A summary of the Beige Book was released at 2pm ET.

Overall Economic Activity

Reports from all 12 Federal Reserve Districts indicated that economic activity increased in September through early October, with the pace of growth split between modest and moderate. The Richmond, Atlanta, and Dallas Districts reported major disruptions from Hurricanes Harvey and Irma in some areas and sectors, including transportation, energy, and agriculture. Manufacturing activity and nonfinancial services expanded modestly to moderately in most Districts. Retail spending rose slowly, while vehicle sales and tourism increased in most Districts. Residential construction continued to increase, and growth in commercial construction was up slightly on balance. Low home inventory levels continued to constrain residential sales in many areas, while nonresidential real estate activity increased slightly overall. Loan demand was generally stable to modestly higher. Growth in the energy sector eased slightly. Agricultural conditions were mixed; while some regions were reporting better-than-expected harvests, low commodity prices continued to weigh down farm incomes.

Employment and Wages

Employment growth was modest on balance, with most Districts reporting flat to moderate increases. Labor markets were widely described as tight. Many Districts noted that employers were having difficulty finding qualified workers, particularly in construction, transportation, skilled manufacturing, and some health care and service positions. These shortages were also restraining business growth. Firms in several Districts reported that scarcity of labor, particularly related to construction, would be exacerbated by hurricane recovery efforts. Despite widespread labor tightness, the majority of Districts reported only modest to moderate wage pressures. However, some Districts reported stronger wage pressures in certain sectors, including transportation and construction. Growing use of sign-on bonuses, overtime, and other nonwage efforts to attract and retain workers were also reported.

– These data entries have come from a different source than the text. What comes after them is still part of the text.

use axum::{
    extract::{
        rejection::{JsonRejection, QueryRejection},
        Path, Query, Request, State,
    },
    http::{header, StatusCode},
    middleware::Next,
    response::{IntoResponse, Response},
    Json,
};
use serde::{Deserialize, Serialize};
use std::collections::{BTreeMap, HashMap};
use std::sync::Arc;

use crate::alerts::{
    AlertCondition, AlertEngine, AlertRecord, AlertRule, AlertStats, AlertStatus, DefaultTargets,
    HistoryFilter, NotificationAction, RuleError, RuleOptions, RuleUpdate, Severity, TestOutcome,
};
use crate::metrics::{MetricSample, MetricSummary, MetricsRegistry};

/// Application state shared across handlers
pub struct AppState {
    pub engine: Arc<AlertEngine>,
    pub metrics: Arc<MetricsRegistry>,
    /// Bearer token for admin routes; `None` leaves them open
    pub admin_token: Option<String>,
    /// Destinations used when seeding the built-in rules
    pub default_targets: DefaultTargets,
}

/// Success envelope
#[derive(Serialize)]
pub struct ApiResponse<T> {
    pub success: bool,
    pub data: T,
}

fn ok<T: Serialize>(data: T) -> Json<ApiResponse<T>> {
    Json(ApiResponse {
        success: true,
        data,
    })
}

fn parse_body<T>(payload: Result<Json<T>, JsonRejection>) -> Result<T, ApiError> {
    payload
        .map(|Json(body)| body)
        .map_err(|rejection| ApiError::BadRequest(rejection.body_text()))
}

// ============================================================================
// Health Check
// ============================================================================

#[derive(Serialize)]
pub struct HealthResponse {
    pub status: &'static str,
    pub version: &'static str,
    pub rules: usize,
    pub metrics: usize,
}

pub async fn health_check(State(state): State<Arc<AppState>>) -> Json<HealthResponse> {
    Json(HealthResponse {
        status: "healthy",
        version: env!("CARGO_PKG_VERSION"),
        rules: state.engine.rule_count(),
        metrics: state.metrics.metric_names().len(),
    })
}

// ============================================================================
// Admin Guard
// ============================================================================

pub async fn require_admin(
    State(state): State<Arc<AppState>>,
    request: Request,
    next: Next,
) -> Result<Response, ApiError> {
    if let Some(expected) = state.admin_token.as_deref() {
        let provided = request
            .headers()
            .get(header::AUTHORIZATION)
            .and_then(|v| v.to_str().ok())
            .and_then(|v| v.strip_prefix("Bearer "))
            .map(str::trim);

        if provided != Some(expected) {
            return Err(ApiError::Unauthorized);
        }
    }

    Ok(next.run(request).await)
}

// ============================================================================
// Metrics
// ============================================================================

#[derive(Deserialize)]
pub struct MetricInput {
    pub name: String,
    pub value: f64,
    #[serde(default)]
    pub tags: HashMap<String, String>,
    /// Unix millis; defaults to now
    #[serde(default)]
    pub timestamp: Option<i64>,
}

#[derive(Deserialize)]
#[serde(untagged)]
pub enum RecordMetricsRequest {
    Batch { samples: Vec<MetricInput> },
    Single(MetricInput),
}

#[derive(Serialize)]
pub struct RecordMetricsResponse {
    pub recorded: usize,
}

pub async fn record_metrics(
    State(state): State<Arc<AppState>>,
    payload: Result<Json<RecordMetricsRequest>, JsonRejection>,
) -> Result<Json<ApiResponse<RecordMetricsResponse>>, ApiError> {
    let inputs = match parse_body(payload)? {
        RecordMetricsRequest::Batch { samples } => samples,
        RecordMetricsRequest::Single(input) => vec![input],
    };

    if let Some(bad) = inputs.iter().find(|i| i.name.trim().is_empty()) {
        return Err(ApiError::BadRequest(format!(
            "Metric name is required (value {})",
            bad.value
        )));
    }

    let recorded = inputs.len();
    for input in inputs {
        match input.timestamp {
            Some(timestamp) => state.metrics.record_sample(MetricSample {
                name: input.name,
                value: input.value,
                tags: input.tags,
                timestamp,
            }),
            None => state.metrics.record(&input.name, input.value, input.tags),
        }
    }

    Ok(ok(RecordMetricsResponse { recorded }))
}

pub async fn list_metrics(
    State(state): State<Arc<AppState>>,
) -> Json<ApiResponse<BTreeMap<String, MetricSummary>>> {
    ok(state.metrics.summarize_all())
}

pub async fn metric_summary(
    State(state): State<Arc<AppState>>,
    Path(name): Path<String>,
) -> Result<Json<ApiResponse<MetricSummary>>, ApiError> {
    state
        .metrics
        .summarize(&name)
        .map(ok)
        .ok_or_else(|| ApiError::NotFound(format!("Metric '{}' not found", name)))
}

// ============================================================================
// Alert History
// ============================================================================

#[derive(Deserialize)]
pub struct HistoryQuery {
    pub limit: Option<usize>,
    pub status: Option<String>,
    pub severity: Option<String>,
}

impl HistoryQuery {
    fn into_filter(self) -> Result<HistoryFilter, ApiError> {
        let mut filter = HistoryFilter::default();
        if let Some(limit) = self.limit {
            filter.limit = limit;
        }
        if let Some(status) = self.status {
            filter.status = Some(status.parse::<AlertStatus>().map_err(ApiError::BadRequest)?);
        }
        if let Some(severity) = self.severity {
            filter.severity = Some(severity.parse::<Severity>().map_err(ApiError::BadRequest)?);
        }
        Ok(filter)
    }
}

pub async fn alert_history(
    State(state): State<Arc<AppState>>,
    query: Result<Query<HistoryQuery>, QueryRejection>,
) -> Result<Json<ApiResponse<Vec<AlertRecord>>>, ApiError> {
    let Query(query) = query.map_err(|rejection| ApiError::BadRequest(rejection.body_text()))?;
    let filter = query.into_filter()?;
    Ok(ok(state.engine.history(filter)))
}

pub async fn active_alerts(
    State(state): State<Arc<AppState>>,
) -> Json<ApiResponse<Vec<AlertRecord>>> {
    ok(state.engine.get_active_alerts())
}

pub async fn alert_stats(State(state): State<Arc<AppState>>) -> Json<ApiResponse<AlertStats>> {
    ok(state.engine.get_alert_stats())
}

#[derive(Deserialize)]
pub struct StatusChangeRequest {
    #[serde(rename = "userId")]
    pub user_id: String,
}

#[derive(Serialize)]
pub struct StatusChangeResponse {
    pub id: String,
    pub status: AlertStatus,
}

pub async fn acknowledge_alert(
    State(state): State<Arc<AppState>>,
    Path(id): Path<String>,
    payload: Result<Json<StatusChangeRequest>, JsonRejection>,
) -> Result<Json<ApiResponse<StatusChangeResponse>>, ApiError> {
    let request = parse_body(payload)?;
    if !state.engine.acknowledge_alert(&id, &request.user_id) {
        return Err(ApiError::NotFound(format!("Alert '{}' not found", id)));
    }
    Ok(ok(StatusChangeResponse {
        id,
        status: AlertStatus::Acknowledged,
    }))
}

pub async fn resolve_alert(
    State(state): State<Arc<AppState>>,
    Path(id): Path<String>,
    payload: Result<Json<StatusChangeRequest>, JsonRejection>,
) -> Result<Json<ApiResponse<StatusChangeResponse>>, ApiError> {
    let request = parse_body(payload)?;
    if !state.engine.resolve_alert(&id, &request.user_id) {
        return Err(ApiError::NotFound(format!("Alert '{}' not found", id)));
    }
    Ok(ok(StatusChangeResponse {
        id,
        status: AlertStatus::Resolved,
    }))
}

// ============================================================================
// Rule Management
// ============================================================================

#[derive(Deserialize)]
pub struct DefineRuleRequest {
    pub name: String,
    pub condition: AlertCondition,
    #[serde(default)]
    pub actions: Vec<NotificationAction>,
    #[serde(default)]
    pub options: RuleOptions,
}

pub async fn define_rule(
    State(state): State<Arc<AppState>>,
    payload: Result<Json<DefineRuleRequest>, JsonRejection>,
) -> Result<(StatusCode, Json<ApiResponse<AlertRule>>), ApiError> {
    let request = parse_body(payload)?;
    state
        .engine
        .define(&request.name, request.condition, request.actions, request.options)?;

    let rule = state
        .engine
        .get_rule(&request.name)
        .ok_or_else(|| ApiError::Internal(format!("Rule '{}' vanished after define", request.name)))?;
    Ok((StatusCode::CREATED, ok(rule)))
}

pub async fn list_rules(State(state): State<Arc<AppState>>) -> Json<ApiResponse<Vec<AlertRule>>> {
    ok(state.engine.list_rules())
}

pub async fn update_rule(
    State(state): State<Arc<AppState>>,
    Path(name): Path<String>,
    payload: Result<Json<RuleUpdate>, JsonRejection>,
) -> Result<Json<ApiResponse<AlertRule>>, ApiError> {
    let update = parse_body(payload)?;
    state
        .engine
        .update_rule(&name, update)?
        .map(ok)
        .ok_or_else(|| ApiError::NotFound(format!("Alert rule '{}' not found", name)))
}

pub async fn delete_rule(
    State(state): State<Arc<AppState>>,
    Path(name): Path<String>,
) -> Result<Json<ApiResponse<serde_json::Value>>, ApiError> {
    state
        .engine
        .remove_rule(&name)
        .ok_or_else(|| ApiError::NotFound(format!("Alert rule '{}' not found", name)))?;
    Ok(ok(serde_json::json!({ "deleted": name })))
}

#[derive(Serialize)]
pub struct ToggleResponse {
    pub name: String,
    pub enabled: bool,
}

pub async fn toggle_rule(
    State(state): State<Arc<AppState>>,
    Path(name): Path<String>,
) -> Result<Json<ApiResponse<ToggleResponse>>, ApiError> {
    let enabled = state
        .engine
        .toggle_rule(&name)
        .ok_or_else(|| ApiError::NotFound(format!("Alert rule '{}' not found", name)))?;
    Ok(ok(ToggleResponse { name, enabled }))
}

pub async fn test_alert(
    State(state): State<Arc<AppState>>,
    Path(rule_name): Path<String>,
) -> Result<Json<ApiResponse<TestOutcome>>, ApiError> {
    let outcome = state.engine.test_alert(&rule_name).await;
    if !outcome.success {
        return Err(ApiError::NotFound(
            outcome
                .error
                .unwrap_or_else(|| format!("Alert rule '{}' not found", rule_name)),
        ));
    }
    Ok(ok(outcome))
}

#[derive(Serialize)]
pub struct InitializeDefaultsResponse {
    pub rules: Vec<String>,
}

pub async fn initialize_defaults(
    State(state): State<Arc<AppState>>,
) -> Result<Json<ApiResponse<InitializeDefaultsResponse>>, ApiError> {
    let rules = state.engine.initialize_defaults(&state.default_targets)?;
    Ok(ok(InitializeDefaultsResponse { rules }))
}

// ============================================================================
// Error Handling
// ============================================================================

#[derive(Debug)]
pub enum ApiError {
    BadRequest(String),
    Unauthorized,
    NotFound(String),
    Internal(String),
}

impl From<RuleError> for ApiError {
    fn from(err: RuleError) -> Self {
        ApiError::BadRequest(err.to_string())
    }
}

impl IntoResponse for ApiError {
    fn into_response(self) -> axum::response::Response {
        let (status, message) = match self {
            ApiError::BadRequest(msg) => (StatusCode::BAD_REQUEST, msg),
            ApiError::Unauthorized => (
                StatusCode::UNAUTHORIZED,
                "Admin credentials required".to_string(),
            ),
            ApiError::NotFound(msg) => (StatusCode::NOT_FOUND, msg),
            ApiError::Internal(msg) => {
                tracing::error!(error = %msg, "Internal error");
                (StatusCode::INTERNAL_SERVER_ERROR, msg)
            }
        };

        let body = serde_json::json!({
            "success": false,
            "error": message
        });

        (status, Json(body)).into_response()
    }
}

Price pressures remained modest since the previous report. Several Districts noted increased manufacturing input costs, but in most cases these weren’t passed through to selling prices. Retail prices generally increased slightly. Transportation, energy, and construction materials prices increased more rapidly, with some Districts citing effects from hurricanes.

This report was ignored in favor of more of the same: nothing.  Nothing much happened in the equity indices Wednesday, with another day of miserably low volume.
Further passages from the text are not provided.